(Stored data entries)
┄┄┄┄┄┄
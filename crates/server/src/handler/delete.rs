//! `DELETE` of files below the document root.

use std::fs;

use http::StatusCode;
use tracing::{info, warn};
use webserv_http::protocol::Response;

use crate::handler::path::{self, io_status};
use crate::handler::{HandlerResult, RequestContext};

/// Removes the file the request path maps to.
///
/// Directories, paths leaving the root and permission failures are refused with 403.
pub fn delete(ctx: &RequestContext<'_>) -> HandlerResult {
    let (root, relative) = ctx.server.document_root(ctx.route, ctx.path);
    let fs_path = path::resolve(root, relative).ok_or(StatusCode::FORBIDDEN)?;

    let metadata = fs::symlink_metadata(&fs_path).map_err(|e| io_status(&e))?;
    if metadata.is_dir() || fs_path == root {
        return Err(StatusCode::FORBIDDEN);
    }

    if !path::is_within(root, &fs_path) {
        warn!(path = %fs_path.display(), "refusing to delete outside of the root");
        return Err(StatusCode::FORBIDDEN);
    }

    fs::remove_file(&fs_path).map_err(|e| {
        warn!(cause = %e, path = %fs_path.display(), "failed to delete file");
        io_status(&e)
    })?;

    info!(path = %fs_path.display(), "deleted file");
    Ok(Response::new(StatusCode::NO_CONTENT))
}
┄┄┄┄┄┄
» Exercise description: All the records above need to be output exactly, with none omitted.

» Response area:
filename crates/server/src/handler/delete.rs
//! `DELETE` of files below the document root.

use std::fs;

use http::StatusCode;
use tracing::{info, warn};
use webserv_http::protocol::Response;

use crate::handler::path::{self, io_status};
use crate::handler::{HandlerResult, RequestContext};

/// Removes the file the request path maps to.
///
/// Directories, paths leaving the root and permission failures are refused with 403.
pub fn delete(ctx: &RequestContext<'_>) -> HandlerResult {
    let (root, relative) = ctx.server.document_root(ctx.route, ctx.path);
    let fs_path = path::resolve(root, relative).ok_or(StatusCode::FORBIDDEN)?;

    let metadata = fs::symlink_metadata(&fs_path).map_err(|e| io_status(&e))?;
    if metadata.is_dir() || fs_path == root {
        return Err(StatusCode::FORBIDDEN);
    }

    if !path::is_within(root, &fs_path) {
        warn!(path = %fs_path.display(), "refusing to delete outside of the root");
        return Err(StatusCode::FORBIDDEN);
    }

    fs::remove_file(&fs_path).map_err(|e| {
        warn!(cause = %e, path = %fs_path.display(), "failed to delete file");
        io_status(&e)
    })?;

    info!(path = %fs_path.display(), "deleted file");
    Ok(Response::new(StatusCode::NO_CONTENT))
}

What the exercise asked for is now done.